We’re my see a similar relation — more deaths from fear than radiation — emerge with Fukushima. Media hype, for example, has prompted a run on iodine tablets in California. Potassium iodide is not a medication you should take unless you have to, since it can have adverse health effects, especially for pregnant women. People can and have died from allergic reactions to it.
It’s even worse in Europe, where hysterical anti-nuclear forces in Switzerland, Austria and Germany are gearing up to make sure those countries replace their nuclear plants with fuel guzzling, filth spewing fossil fuel plants. Germany is switching off their reactors temporarily, an action which makes me think that Angela Merkel, a quantum chemist, needs to go back to university and have her head examined.
In the meantime, as Gregg Eastebrook reminds us, the media are almost hyping a potential disaster over the actual catastrophe — a massive earthquake and tsunami that’s left 10,000 dead and half a million homeless. That’s what we should be expending our sorrow and concern over. Here is just one story, about 30 children waiting for parents to show up — parents who may never show up because their bodies are somewhere in millions of tons of rubble. Last night, I saw a man whose entire family — wife, kids, grandkids — was washed away. He was trying and failing to contain his overwhelming grief. How do a few stray isotopes compare to that kind of unthinkable tragedy multiplied on such an epic scope? They don’t.
Meanwhile, back in reality, the nuclear situation may be improving, with power restored to at least four of the six units and water being sprayed on unit three’s spent fuel pool, the most dangerous threat the Japanese are facing due its use of plutonium. It’s going to be a long slog and there’s still a potential for disaster. But less hysteria and more reporting would be wise from this point on. The fact that this disaster has been moved up on an arbitrary scale (“I give Fukushima a 5 but I can’t mutate to it.”) is something that is of importance to historians and nuclear regulators.
The enviros do have one point — it is time to reconsider nuclear power. It’s time to consider that a 40-year old archaic design has — so far — weathered one of the worst natural disasters that could be thrown at it. It’s time to consider replacing similar reactors with more modern designs, such as pebble bed or thorium reactors. And time to remember the real story that’s jumping out at me from the Fukushima situation — the Big Damn Heroes who are doing their best to keep this situation under control. I have no idea what kind of civilian medals the Japanese government gives out . But anyone risking having his gonads fried to help prevent a disaster deserves every one they can find.

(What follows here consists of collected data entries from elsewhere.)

//! Response shape for the recommendation API (§6.1).

use serde::{Deserialize, Serialize};

use floracat_core::{DiversityMetrics, GrowthForm, SpeciesId, ThreatStatus};

/// One selected species, in `selection_rank` order.
#[derive(Debug, Clone, Serialize, Deserialize)]
pub struct SpeciesRecommendation {
    pub species_id: SpeciesId,
    pub canonical_name: String,
    pub common_name_pt: Option<String>,
    pub common_name_en: Option<String>,
    pub family: String,
    pub growth_form: Option<GrowthForm>,
    pub max_height_m: Option<f64>,
    pub lifespan_years: Option<f64>,
    pub is_nitrogen_fixer: bool,
    pub threat_status: Option<ThreatStatus>,
    pub is_native: bool,
    pub is_endemic: bool,
    pub climate_match_score: f64,
    pub selection_rank: usize,
    pub diversity_contribution: f64,
}

/// Location echo, per §6.1's `location_info` shape.
#[derive(Debug, Clone, Serialize, Deserialize)]
pub struct LocationInfo {
    pub tdwg_code: String,
    pub tdwg_name: String,
    /// bio1 — annual mean temperature (°C)
    pub bio1: f64,
    /// bio5 — max temperature of warmest month (°C)
    pub bio5: f64,
    /// bio6 — min temperature of coldest month (°C)
    pub bio6: f64,
    /// bio12 — annual precipitation (mm)
    pub bio12: f64,
    /// bio15 — precipitation seasonality
    pub bio15: f64,
    pub latitude: Option<f64>,
    pub longitude: Option<f64>,
}

/// Full `/api/recommend` response body.
#[derive(Debug, Clone, Serialize, Deserialize)]
pub struct RecommendationResponse {
    pub species: Vec<SpeciesRecommendation>,
    pub diversity_metrics: DiversityMetrics,
    pub location_info: LocationInfo,
    pub query_time: String,
}
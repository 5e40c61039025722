//! Region-based envelope deriver (§4.F.3): the fallback tier, aggregating
//! a species' native `RegionClimate` rows directly — no point data
//! required at all.

use async_trait::async_trait;

use floracat_core::{
    ClimateEnvelope, EnvelopeQuality, EnvelopeSource, FloraCatError, FloraCatResult,
    PrecipitationStats, SpeciesId, TemperatureStats,
};
use floracat_db::CatalogStore;

use crate::deriver::Deriver;

fn quality_for(n: usize) -> EnvelopeQuality {
    if n >= 5 {
        EnvelopeQuality::High
    } else if n >= 2 {
        EnvelopeQuality::Medium
    } else {
        EnvelopeQuality::Low
    }
}

#[derive(Default)]
pub struct RegionDeriver;

#[async_trait]
impl Deriver for RegionDeriver {
    fn name(&self) -> &str {
        "region_deriver"
    }

    async fn candidate_species(&self, store: &CatalogStore) -> FloraCatResult<Vec<SpeciesId>> {
        // Every species with at least one native region membership row is a
        // candidate; `derive` itself filters down to those with climate data.
        store
            .species_ids_with_regions()
            .await
            .map_err(|e| FloraCatError::StoreUnavailable(e.to_string()))
    }

    async fn derive(&self, store: &CatalogStore, species_id: SpeciesId) -> FloraCatResult<Option<ClimateEnvelope>> {
        let climates = store
            .native_region_climates_for_species(species_id)
            .await
            .map_err(|e| FloraCatError::StoreUnavailable(e.to_string()))?;
        if climates.is_empty() {
            return Ok(None);
        }

        let n = climates.len();
        let mean = |f: fn(&floracat_core::RegionClimateStats) -> f64| {
            climates.iter().map(|c| f(&c.stats)).sum::<f64>() / n as f64
        };

        Ok(Some(ClimateEnvelope {
            species_id,
            source: EnvelopeSource::Region,
            temp: TemperatureStats {
                mean: mean(|s| s.temp_mean.mean),
                min: climates.iter().map(|c| c.stats.temp_min_cold.min).fold(f64::INFINITY, f64::min),
                max: climates.iter().map(|c| c.stats.temp_max_warm.max).fold(f64::NEG_INFINITY, f64::max),
                p05: None,
                p95: None,
            },
            precip: PrecipitationStats {
                mean: mean(|s| s.precip.mean),
                min: climates.iter().map(|c| c.stats.precip.min).fold(f64::INFINITY, f64::min),
                max: climates.iter().map(|c| c.stats.precip.max).fold(f64::NEG_INFINITY, f64::max),
                seasonality_mean: mean(|s| s.seasonality.mean),
            },
            sample_count: n as i64,
            quality: quality_for(n),
            percentile_fallback: true,
        }))
    }
}

#[cfg(test)]
mod tests {
    use super::*;

    #[test]
    fn quality_thresholds_match_spec_bands() {
        assert_eq!(quality_for(6), EnvelopeQuality::High);
        assert_eq!(quality_for(2), EnvelopeQuality::Medium);
        assert_eq!(quality_for(1), EnvelopeQuality::Low);
    }
}
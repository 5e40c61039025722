//! Error types for FloraCat
//!
//! Each error kind carries a machine tag (the variant) and a human
//! message. `retriable()` implements the propagation policy — only
//! transient infrastructure and deadline errors are retriable, everything
//! else is permanent.

use thiserror::Error;

/// Main error type for FloraCat operations
#[derive(Error, Debug)]
pub enum FloraCatError {
    /// Malformed or conflicting request parameters
    #[error("invalid input: {0}")]
    InputInvalid(String),

    /// Coordinates or codes could not be mapped to a region
    #[error("location could not be resolved: {0}")]
    LocationUnresolved(String),

    /// Location resolved but no bio-vector could be obtained, even via fallback
    #[error("climate data unavailable for resolved location")]
    ClimateUnavailable,

    /// Filtering and threshold left zero candidates
    #[error("no candidates survived filtering: {hint}")]
    NoCandidates {
        /// Remediation hint surfaced to the caller (e.g. "lower the threshold")
        hint: String,
    },

    /// Transient infrastructure error
    #[error("store unavailable: {0}")]
    StoreUnavailable(String),

    /// Per-request deadline exceeded
    #[error("deadline exceeded after {0:?}")]
    DeadlineExceeded(std::time::Duration),

    /// Crawler could not reach its upstream source
    #[error("crawler source unavailable: {0}")]
    CrawlerSourceUnavailable(String),

    /// Crawler failed to parse a record
    #[error("crawler parse failed: {0}")]
    CrawlerParseFailed(String),

    /// Crawler upstream quota/rate-limit exhausted
    #[error("crawler quota exceeded: {0}")]
    CrawlerQuotaExceeded(String),

    /// Database error surfaced from the store layer
    #[error("database error: {0}")]
    Database(String),

    /// Serialization error
    #[error("serialization error: {0}")]
    Serialization(#[from] serde_json::Error),

    /// IO error
    #[error("IO error: {0}")]
    Io(#[from] std::io::Error),

    /// Generic error with message
    #[error("{0}")]
    Generic(String),
}

impl FloraCatError {
    /// Machine-readable tag for the error, used in the structured API response.
    pub fn tag(&self) -> &'static str {
        match self {
            FloraCatError::InputInvalid(_) => "input_invalid",
            FloraCatError::LocationUnresolved(_) => "location_unresolved",
            FloraCatError::ClimateUnavailable => "climate_unavailable",
            FloraCatError::NoCandidates { .. } => "no_candidates",
            FloraCatError::StoreUnavailable(_) => "store_unavailable",
            FloraCatError::DeadlineExceeded(_) => "deadline_exceeded",
            FloraCatError::CrawlerSourceUnavailable(_) => "crawler_source_unavailable",
            FloraCatError::CrawlerParseFailed(_) => "crawler_parse_failed",
            FloraCatError::CrawlerQuotaExceeded(_) => "crawler_quota_exceeded",
            FloraCatError::Database(_) => "store_unavailable",
            FloraCatError::Serialization(_) => "input_invalid",
            FloraCatError::Io(_) => "store_unavailable",
            FloraCatError::Generic(_) => "internal",
        }
    }

    /// Whether the caller can usefully retry the request.
    pub fn retriable(&self) -> bool {
        matches!(
            self,
            FloraCatError::StoreUnavailable(_)
                | FloraCatError::DeadlineExceeded(_)
                | FloraCatError::Database(_)
                | FloraCatError::Io(_)
        )
    }

    /// Remediation hint, when one is available.
    pub fn hint(&self) -> Option<&str> {
        match self {
            FloraCatError::NoCandidates { hint } => Some(hint),
            _ => None,
        }
    }
}

/// Result type alias for FloraCat operations
pub type FloraCatResult<T> = Result<T, FloraCatError>;
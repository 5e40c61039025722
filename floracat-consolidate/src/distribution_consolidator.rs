//! Materializes `SpeciesGeometry` from the `SpeciesRegion` membership
//! rows. The membership union itself (OR-merging flags across sources)
//! already happens at write time in `CatalogStore::upsert_species_region`,
//! called directly by each distribution-source crawler; this pass only
//! derives the range geometry, which depends on the full membership set
//! having settled.

use tracing::warn;

use floracat_core::{FloraCatError, FloraCatResult, SpeciesId};
use floracat_db::CatalogStore;

/// Materialize native-range and full-range geometry for every species
/// with at least one region membership row. A species absent from the
/// membership table entirely is left without a `SpeciesGeometry` row —
/// the location resolver and candidate selector treat that as "range
/// unknown", not as a zero-area range.
pub async fn consolidate_all(store: &CatalogStore) -> FloraCatResult<usize> {
    let species_ids = species_ids_with_any_region(store).await?;

    let mut consolidated = 0usize;
    for species_id in species_ids {
        if let Err(err) = consolidate_one(store, species_id).await {
            warn!(%species_id, %err, "distribution consolidation failed for species, skipping");
            continue;
        }
        consolidated += 1;
    }
    Ok(consolidated)
}

async fn species_ids_with_any_region(store: &CatalogStore) -> FloraCatResult<Vec<SpeciesId>> {
    store
        .species_ids_with_regions()
        .await
        .map_err(|e| FloraCatError::StoreUnavailable(e.to_string()))
}

async fn consolidate_one(store: &CatalogStore, species_id: SpeciesId) -> FloraCatResult<()> {
    let native_codes = store
        .regions_for_species(species_id, true)
        .await
        .map_err(|e| FloraCatError::StoreUnavailable(e.to_string()))?;
    let full_codes = store
        .regions_for_species(species_id, false)
        .await
        .map_err(|e| FloraCatError::StoreUnavailable(e.to_string()))?;

    let native_summary = store
        .union_region_geometry(&native_codes)
        .await
        .map_err(|e| FloraCatError::StoreUnavailable(e.to_string()))?;
    let full_summary = store
        .union_region_geometry(&full_codes)
        .await
        .map_err(|e| FloraCatError::StoreUnavailable(e.to_string()))?;

    let native_area_km2 = native_summary.as_ref().map(|s| s.area_km2).unwrap_or(0.0);
    let full_area_km2 = full_summary.as_ref().map(|s| s.area_km2).unwrap_or(0.0);

    // native_codes is a subset of full_codes by construction (both come
    // from the same species_regions table, filtered by is_native), so the
    // native union area can never legitimately exceed the full union area.
    debug_assert!(native_area_km2 <= full_area_km2 + 1.0);

    store
        .upsert_species_geometry(
            species_id,
            native_area_km2,
            full_area_km2,
            native_codes.len() as i32,
            full_codes.len() as i32,
        )
        .await
        .map_err(|e| FloraCatError::StoreUnavailable(e.to_string()))?;
    Ok(())
}

#[cfg(test)]
mod tests {
    #[test]
    fn native_subset_invariant_is_documented_not_enforced_at_runtime() {
        // Covered by integration tests against a live store; the debug_assert
        // above only catches it in debug builds during development.
    }
}
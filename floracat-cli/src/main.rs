//! FloraCat command-line interface: crawler orchestration, consolidation,
//! and envelope derivation.

use std::collections::HashMap;
use std::path::PathBuf;

use clap::{Parser, Subcommand};
use tracing::{error, info, warn};

use floracat_core::config::FloraCatConfig;
use floracat_core::types::{CrawlerRunStatus, CrawlerStatus};
use floracat_db::CatalogStore;
use floracat_ingest::{build_crawlers, Crawler, RunMode};

#[derive(Parser)]
#[command(author, version, about, long_about = None)]
struct Cli {
    /// Configuration file path
    #[arg(short, long, default_value = "config/floracat.toml")]
    config: PathBuf,

    #[command(subcommand)]
    command: Commands,
}

#[derive(Subcommand)]
enum Commands {
    /// Crawler operations
    #[command(subcommand)]
    Crawl(CrawlCommands),

    /// Multi-source consolidation
    #[command(subcommand)]
    Consolidate(ConsolidateCommands),

    /// Climate envelope derivation
    #[command(subcommand)]
    Envelopes(EnvelopesCommands),

    /// Database operations
    #[command(subcommand)]
    Db(DbCommands),

    /// Configuration management
    Config {
        /// Write an example configuration file
        #[arg(long)]
        example: bool,
        /// Validate the loaded configuration
        #[arg(long)]
        validate: bool,
    },
}

#[derive(Subcommand)]
enum CrawlCommands {
    /// Run one crawler by its `--source` tag
    Run {
        /// Crawler tag, e.g. "taxonomic_backbone" or "trait:trefle"
        source: String,
        /// "full" or "incremental"
        #[arg(long, default_value = "incremental")]
        mode: String,
        /// Cap on records processed this run
        #[arg(long)]
        max_records: Option<u64>,
    },
    /// Run every configured crawler, one instance per kind
    RunAll {
        #[arg(long, default_value = "incremental")]
        mode: String,
    },
}

#[derive(Subcommand)]
enum ConsolidateCommands {
    /// Fuse multi-source traits into `unified_traits`
    Traits,
    /// OR-merge distribution ranges and materialize species geometries
    Distribution,
}

#[derive(Subcommand)]
enum EnvelopesCommands {
    /// Run all three envelope derivers
    DeriveAll,
}

#[derive(Subcommand)]
enum DbCommands {
    /// Run pending migrations
    Migrate,
    /// Print connectivity and pool status
    Status,
}

#[tokio::main]
async fn main() -> anyhow::Result<()> {
    tracing_subscriber::fmt()
        .with_env_filter(tracing_subscriber::EnvFilter::try_from_default_env().unwrap_or_else(|_| "info".into()))
        .init();

    let cli = Cli::parse();

    let config = if cli.config.exists() {
        FloraCatConfig::from_file(&cli.config).map_err(|e| anyhow::anyhow!(e.to_string()))?
    } else {
        warn!("config file {:?} not found, using defaults", cli.config);
        FloraCatConfig::default()
    };

    if let Commands::Config { example, validate } = cli.command {
        run_config(&config, example, validate)?;
        return Ok(());
    }

    let store = CatalogStore::connect(&config.database).await?;

    let result = match cli.command {
        Commands::Crawl(cmd) => run_crawl(&store, &config, cmd).await,
        Commands::Consolidate(cmd) => run_consolidate(&store, cmd).await,
        Commands::Envelopes(cmd) => run_envelopes(&store, cmd).await,
        Commands::Db(cmd) => run_db(&store, cmd).await,
        Commands::Config { .. } => unreachable!("handled above"),
    };

    match result {
        Ok(()) => Ok(()),
        Err(e) => {
            error!("command failed: {}", e);
            std::process::exit(1);
        }
    }
}

fn run_config(config: &FloraCatConfig, example: bool, validate: bool) -> anyhow::Result<()> {
    if example {
        let path = "config/floracat.example.toml";
        FloraCatConfig::default().to_file(path).map_err(|e| anyhow::anyhow!(e.to_string()))?;
        info!("wrote example configuration to {}", path);
    }
    if validate {
        match config.validate() {
            Ok(()) => info!("configuration is valid"),
            Err(errors) => {
                for e in &errors {
                    error!("configuration error: {}", e);
                }
                anyhow::bail!("{} configuration error(s)", errors.len());
            }
        }
    }
    Ok(())
}

fn endpoints_from_config(config: &FloraCatConfig) -> HashMap<String, String> {
    config
        .custom
        .iter()
        .filter_map(|(k, v)| v.as_str().map(|s| (k.clone(), s.to_string())))
        .collect()
}

async fn run_crawl(store: &CatalogStore, config: &FloraCatConfig, cmd: CrawlCommands) -> anyhow::Result<()> {
    let http = reqwest::Client::builder()
        .timeout(std::time::Duration::from_secs(config.ingest.page_fetch_timeout_secs))
        .build()?;
    let endpoints = endpoints_from_config(config);
    let page_size = 500;

    match cmd {
        CrawlCommands::Run { source, mode, max_records } => {
            let run_mode = RunMode::parse(&mode).ok_or_else(|| anyhow::anyhow!("unknown mode '{mode}'"))?;
            let crawlers = build_crawlers(http, &endpoints, page_size);
            let crawler = crawlers
                .into_iter()
                .find(|c| c.name() == source)
                .ok_or_else(|| anyhow::anyhow!("no configured crawler named '{source}'"))?;
            run_one(store, crawler.as_ref(), run_mode, max_records).await
        }
        CrawlCommands::RunAll { mode } => {
            let run_mode = RunMode::parse(&mode).ok_or_else(|| anyhow::anyhow!("unknown mode '{mode}'"))?;
            let crawlers = build_crawlers(http, &endpoints, page_size);
            if crawlers.is_empty() {
                warn!("no crawlers configured, nothing to run");
                return Ok(());
            }
            let mut failures = 0usize;
            for crawler in &crawlers {
                if let Err(e) = run_one(store, crawler.as_ref(), run_mode, None).await {
                    error!("crawler '{}' failed: {}", crawler.name(), e);
                    failures += 1;
                }
            }
            if failures > 0 {
                anyhow::bail!("{failures} of {} crawlers failed", crawlers.len());
            }
            Ok(())
        }
    }
}

async fn run_one(
    store: &CatalogStore,
    crawler: &dyn Crawler,
    mode: RunMode,
    max_records: Option<u64>,
) -> anyhow::Result<()> {
    let name = crawler.name();
    if !store.try_claim_crawler(name).await? {
        warn!("crawler '{}' is already running, skipping", name);
        return Ok(());
    }

    let run_id = store.start_crawler_run(name).await?;
    info!("crawler '{}' started (run {})", name, run_id);

    let outcome = crawler.run(store, mode, max_records).await;

    match outcome {
        Ok(report) => {
            store
                .complete_crawler_run(
                    run_id,
                    CrawlerRunStatus::Succeeded,
                    report.records_processed,
                    report.records_inserted,
                    report.records_updated,
                    None,
                )
                .await?;
            store.release_crawler(name, CrawlerStatus::Idle).await?;
            info!(
                "crawler '{}' finished: {} processed, {} inserted, {} updated",
                name, report.records_processed, report.records_inserted, report.records_updated
            );
            if !report.errors.is_empty() {
                warn!("crawler '{}' reported {} row-level errors", name, report.errors.len());
            }
            Ok(())
        }
        Err(e) => {
            store
                .complete_crawler_run(run_id, CrawlerRunStatus::Failed, 0, 0, 0, Some(&e.to_string()))
                .await?;
            store.release_crawler(name, CrawlerStatus::Failed).await?;
            Err(anyhow::anyhow!(e.to_string()))
        }
    }
}

async fn run_consolidate(store: &CatalogStore, cmd: ConsolidateCommands) -> anyhow::Result<()> {
    match cmd {
        ConsolidateCommands::Traits => {
            let n = floracat_consolidate::trait_consolidator::consolidate_all(store).await?;
            info!("fused traits for {} species", n);
        }
        ConsolidateCommands::Distribution => {
            let n = floracat_consolidate::distribution_consolidator::consolidate_all(store).await?;
            info!("consolidated distribution for {} species", n);
        }
    }
    Ok(())
}

async fn run_envelopes(store: &CatalogStore, cmd: EnvelopesCommands) -> anyhow::Result<()> {
    match cmd {
        EnvelopesCommands::DeriveAll => {
            let (occurrence, ecoregion, region) = floracat_envelopes::derive_all(store).await?;
            info!(
                "derived envelopes: {} occurrence, {} ecoregion, {} region",
                occurrence, ecoregion, region
            );
        }
    }
    Ok(())
}

async fn run_db(store: &CatalogStore, cmd: DbCommands) -> anyhow::Result<()> {
    match cmd {
        DbCommands::Migrate => {
            store.migrate().await?;
            info!("migrations applied");
        }
        DbCommands::Status => {
            let status = store.health_check().await;
            let metrics = store.metrics();
            info!("status: {:?}, pool: {}/{}", status, metrics.active_connections, metrics.max_connections);
        }
    }
    Ok(())
}
//! Candidate Selector (§4.I): expands growth-form umbrella terms, issues the
//! coarse SQL pre-filter, then applies the exact scoring formula and the
//! preference filters SQL can't express cleanly.

use floracat_core::{FloraCatError, FloraCatResult, GrowthForm, RegionCode, ThreatStatus};
use floracat_db::{CandidateRow, CatalogStore};

use crate::diversity::ScoredCandidate;
use crate::location::ResolvedLocation;
use crate::request::Preferences;
use crate::scoring::climate_match_score;

/// Lower bound of the candidate cap, per `clamp(2·k, 500, 2000)`.
const CANDIDATE_CAP_MIN: i64 = 500;
/// Upper bound of the candidate cap.
const CANDIDATE_CAP_MAX: i64 = 2000;

/// Candidate cap: `clamp(2·k, 500, 2000)`.
pub fn candidate_cap(k: usize) -> i64 {
    ((2 * k) as i64).clamp(CANDIDATE_CAP_MIN, CANDIDATE_CAP_MAX)
}

/// Expand a client-supplied growth-form tag into the canonical set it
/// represents. `herb` and `climber` are umbrella terms with no canonical
/// counterpart of their own (§3); every other tag maps to exactly one
/// canonical form.
pub fn expand_growth_form_tag(tag: &str) -> FloraCatResult<Vec<GrowthForm>> {
    match tag {
        "herb" => Ok(vec![GrowthForm::Forb, GrowthForm::Graminoid]),
        "climber" => Ok(vec![GrowthForm::Liana, GrowthForm::Vine, GrowthForm::Scrambler]),
        other => GrowthForm::from_str_opt(other)
            .map(|g| vec![g])
            .ok_or_else(|| FloraCatError::InputInvalid(format!("unknown growth form '{other}'"))),
    }
}

/// Expand a whole preference list of growth-form tags, deduplicating.
pub fn expand_growth_forms(tags: &[String]) -> FloraCatResult<Vec<GrowthForm>> {
    let mut expanded = Vec::new();
    for tag in tags {
        for gf in expand_growth_form_tag(tag)? {
            if !expanded.contains(&gf) {
                expanded.push(gf);
            }
        }
    }
    Ok(expanded)
}

fn is_animal_dispersed(s: &str) -> bool {
    let s = s.to_lowercase();
    s.contains("animal") || s.contains("zoochory") || s.contains("frugivor")
}

fn is_wind_dispersed(s: &str) -> bool {
    let s = s.to_lowercase();
    s.contains("wind") || s.contains("anemochory")
}

/// Fetch and score the candidate window for a resolved location and
/// preference set. Returns candidates that pass `climate_threshold` and
/// every requested filter, ready for the diversity optimizer.
pub async fn select_candidates(
    store: &CatalogStore,
    location: &ResolvedLocation,
    climate_threshold: f64,
    preferences: &Preferences,
    n_species: usize,
) -> FloraCatResult<Vec<ScoredCandidate>> {
    let growth_form_filter = if preferences.growth_forms.is_empty() {
        None
    } else {
        Some(expand_growth_forms(&preferences.growth_forms)?)
    };

    let region_code = RegionCode::new(location.region_code.as_str());
    let rows = store
        .climate_match_candidates(
            &location.bio,
            Some(&region_code),
            0.0, // the exact formula, not the SQL approximation, enforces the threshold
            preferences.include_threatened,
            growth_form_filter.as_deref(),
            candidate_cap(n_species),
        )
        .await
        .map_err(|e| FloraCatError::StoreUnavailable(e.to_string()))?;

    let candidates: Vec<ScoredCandidate> = rows
        .into_iter()
        .filter_map(|row| score_and_filter(row, location, climate_threshold, preferences))
        .collect();

    Ok(candidates)
}

fn score_and_filter(
    row: CandidateRow,
    location: &ResolvedLocation,
    climate_threshold: f64,
    preferences: &Preferences,
) -> Option<ScoredCandidate> {
    let score = climate_match_score(&location.bio, &row);
    if score < climate_threshold {
        return None;
    }

    let is_native = row.is_native.unwrap_or(false);
    let is_introduced = row.is_introduced.unwrap_or(false);
    if preferences.include_introduced {
        if !is_native && !is_introduced {
            return None;
        }
    } else if !is_native {
        return None;
    }

    let is_endemic = row.is_endemic.unwrap_or(false);
    if preferences.endemics_only && !is_endemic {
        return None;
    }

    if preferences.nitrogen_fixers_only && row.nitrogen_fixer != Some(true) {
        return None;
    }

    if let Some(min_h) = preferences.min_height_m {
        if row.max_height_m.map(|h| h < min_h).unwrap_or(true) {
            return None;
        }
    }
    if let Some(max_h) = preferences.max_height_m {
        if row.max_height_m.map(|h| h > max_h).unwrap_or(false) {
            return None;
        }
    }

    let dispersal = row.dispersal_syndrome.as_deref().unwrap_or("");
    let threat_status = row.threat_status.as_deref().and_then(parse_threat_status);

    Some(ScoredCandidate {
        species_id: floracat_core::SpeciesId::new(row.species_id),
        canonical_name: row.canonical_name,
        family: row.family,
        growth_form: row.growth_form.as_deref().and_then(GrowthForm::from_str_opt),
        is_nitrogen_fixer: row.nitrogen_fixer.unwrap_or(false),
        dispersal_animal: is_animal_dispersed(dispersal),
        dispersal_wind: is_wind_dispersed(dispersal),
        max_height_m: row.max_height_m,
        lifespan_years: row.lifespan_years,
        threat_status,
        is_native,
        is_endemic,
        climate_match_score: score,
    })
}

fn parse_threat_status(s: &str) -> Option<ThreatStatus> {
    match s {
        "CR" => Some(ThreatStatus::Cr),
        "EN" => Some(ThreatStatus::En),
        "VU" => Some(ThreatStatus::Vu),
        "NT" => Some(ThreatStatus::Nt),
        "LC" => Some(ThreatStatus::Lc),
        "DD" => Some(ThreatStatus::Dd),
        "NE" => Some(ThreatStatus::Ne),
        _ => None,
    }
}

#[cfg(test)]
mod tests {
    use super::*;

    #[test]
    fn herb_expands_to_forb_and_graminoid() {
        let expanded = expand_growth_form_tag("herb").unwrap();
        assert_eq!(expanded, vec![GrowthForm::Forb, GrowthForm::Graminoid]);
    }

    #[test]
    fn climber_expands_to_three_canonical_forms() {
        let expanded = expand_growth_form_tag("climber").unwrap();
        assert_eq!(expanded, vec![GrowthForm::Liana, GrowthForm::Vine, GrowthForm::Scrambler]);
    }

    #[test]
    fn unknown_tag_is_rejected() {
        assert!(expand_growth_form_tag("epiphyte").is_err());
    }

    #[test]
    fn candidate_cap_honors_clamp_bounds() {
        assert_eq!(candidate_cap(5), 500);
        assert_eq!(candidate_cap(20), 500);
        assert_eq!(candidate_cap(400), 800);
        assert_eq!(candidate_cap(2000), 2000);
    }
}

Exit link: Jesse Walker on how resilient Japan is. Contra western reports, there has been some crime and looting. But the vast vast majority of the Japanese are helping each other out — which is what civilized people do in almost every crisis. I have recently become extremely annoyed at the Hollywood cliche of people screaming and running whenever there is a danger. In dangerous situations, people tend to either act calmly or freeze up. If you can bear it, watch some footage of 9/11 and count the number of people following the Hollywood cliche. You may not even need to take your shoes off to keep track.
The world does not work like it does in a Comac McCarthy book, no matter how much the media wishes it did.
Update: Gregg Eastebrook again. He points out that the biggest problem in Fukushima are the cooling pools for the spent nuclear fuel, a problem we also have in this country. Of course, we wouldn’t have as much of a problem if Obama had not, for purely political reasons, cancelled the Yucca Mountain facility, a repulsive decision I’ve previously taken him to task for.
Party of science, my radioactive ass.